"impl" is the word to look for; copy each line of the listing where it occurs.

• Supplied records:
# # #

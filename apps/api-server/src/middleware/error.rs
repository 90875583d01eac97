//! Error handling - every failure leaves as the standard response envelope.

use actix_web::{HttpResponse, ResponseError, http::StatusCode};
use eventdesk_core::DomainError;
use eventdesk_shared::ApiResponse;

/// Application-level error type that converts to envelope responses.
#[derive(Debug, thiserror::Error)]
pub enum AppError {
    #[error("{0}")]
    NotFound(String),

    #[error("{0}")]
    BadRequest(String),

    #[error("{0}")]
    Unauthorized(String),

    #[error("{0}")]
    MethodNotAllowed(String),

    #[error("{0}")]
    Internal(String),
}

impl AppError {
    /// Rejection for requests that reach a protected path without an identity.
    pub fn authentication_required() -> Self {
        AppError::Unauthorized("Unauthorized: a valid bearer token is required".to_string())
    }
}

impl ResponseError for AppError {
    fn status_code(&self) -> StatusCode {
        match self {
            AppError::NotFound(_) => StatusCode::NOT_FOUND,
            AppError::BadRequest(_) => StatusCode::BAD_REQUEST,
            AppError::Unauthorized(_) => StatusCode::UNAUTHORIZED,
            AppError::MethodNotAllowed(_) => StatusCode::METHOD_NOT_ALLOWED,
            AppError::Internal(_) => StatusCode::INTERNAL_SERVER_ERROR,
        }
    }

    fn error_response(&self) -> HttpResponse {
        if let AppError::Internal(detail) = self {
            tracing::error!("Internal error: {}", detail);
        }

        let status = self.status_code();
        HttpResponse::build(status).json(ApiResponse::<()>::error(self.to_string(), status.as_u16()))
    }
}

// Conversion from domain errors
impl From<DomainError> for AppError {
    fn from(err: DomainError) -> Self {
        match err {
            DomainError::NotFound { .. } => AppError::NotFound(err.to_string()),
            DomainError::Validation(_)
            | DomainError::DuplicateUsername(_)
            | DomainError::ReferenceNotFound { .. } => AppError::BadRequest(err.to_string()),
            DomainError::InvalidCredentials => AppError::Unauthorized(err.to_string()),
            DomainError::Internal(msg) => {
                AppError::Internal(format!("An unexpected error occurred: {msg}"))
            }
        }
    }
}

/// Result type alias for handlers.
pub type AppResult<T> = Result<T, AppError>;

# # #

• Exercise solution:
impl AppError {
impl ResponseError for AppError {
impl From<DomainError> for AppError {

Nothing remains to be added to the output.